The Alpine Path: The Story of My Career is a volume that reproduces the full text of a 25,000-word memoir written by L.M. Montgomery and originally published in six instalments in the Toronto magazine Everywoman’s World in 1917. It was published in book form by Fitzhenry and Whiteside without a copyright date in 1974. A second edition followed in 1997. In 2005, Nimbus Publishing of Halifax published a Green Gables Edition of the text, to be sold exclusively at Green Gables House in Cavendish.
From the Dust Jacket
Lucy Maud Montgomery, the creator of Anne of Green Gables, wrote this charming autobiographical memoir when she was in the middle of her career. It is the most complete account she ever published of her childhood and early years as a writer. It originally appeared as a series of magazine articles in 1917, and this new edition is its first republication in any form.
L.M. Montgomery was born one hundred years ago, on November 30, 1874, in Clifton, Prince Edward Island. Her childhood was spent on the Island and her evocation of rural life there at the end of the 19th Century is extraordinarily attractive, moving and frequently humourous.

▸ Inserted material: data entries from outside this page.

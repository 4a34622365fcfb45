use super::{GridDrawer, LapsDrawer, Poster};
use crate::svg::SvgDocument;
use anyhow::{Result, bail};
#[cfg(feature = "cli")]
use clap::ValueEnum;
use runposter_core::XY;
use std::{fmt, str::FromStr};

/// Draws the tracks of a poster into a rectangle of the document.
pub trait TracksDrawer {
	/// Adds the elements for all tracks of `poster` to `doc`, inside the
	/// rectangle of `size` starting at `offset`.
	fn draw(&self, poster: &Poster, doc: &mut SvgDocument, size: XY, offset: XY) -> Result<()>;
}

/// The available poster types.
#[cfg_attr(feature = "cli", derive(ValueEnum))]
#[derive(Clone, Copy, Debug, Default, PartialEq, Eq)]
pub enum DrawerKind {
	/// One small map per track, laid out in a grid
	#[default]
	Grid,
	/// All tracks on top of each other, with start and end markers
	Laps,
}

impl DrawerKind {
	#[must_use]
	pub fn drawer(&self) -> Box<dyn TracksDrawer> {
		match self {
			DrawerKind::Grid => Box::new(GridDrawer),
			DrawerKind::Laps => Box::new(LapsDrawer),
		}
	}
}

impl FromStr for DrawerKind {
	type Err = anyhow::Error;

	fn from_str(s: &str) -> Result<Self> {
		match s.to_lowercase().as_str() {
			"grid" => Ok(DrawerKind::Grid),
			"laps" => Ok(DrawerKind::Laps),
			_ => bail!("unknown poster type '{s}', expected 'grid' or 'laps'"),
		}
	}
}

impl fmt::Display for DrawerKind {
	fn fmt(&self, f: &mut fmt::Formatter<'_>) -> fmt::Result {
		f.write_str(match self {
			DrawerKind::Grid => "grid",
			DrawerKind::Laps => "laps",
		})
	}
}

In describing her family and friends and surroundings she reveals the source of many of the people and places and incidents of her novels, and shows how she came to adapt them.
“The Alpine Path” of the title refers to the long climb she had to achieve success as a writer. She began in childhood, and never wavered in her resolve. Her ambition was to become an accomplished professional writer—she never desired fame or greatness, and the remarkable success that came to her with the publication of Anne of Green Gables (which was rejected many times by publishers) and its sequels, and her other books, was the consequence of many years of hard steady work.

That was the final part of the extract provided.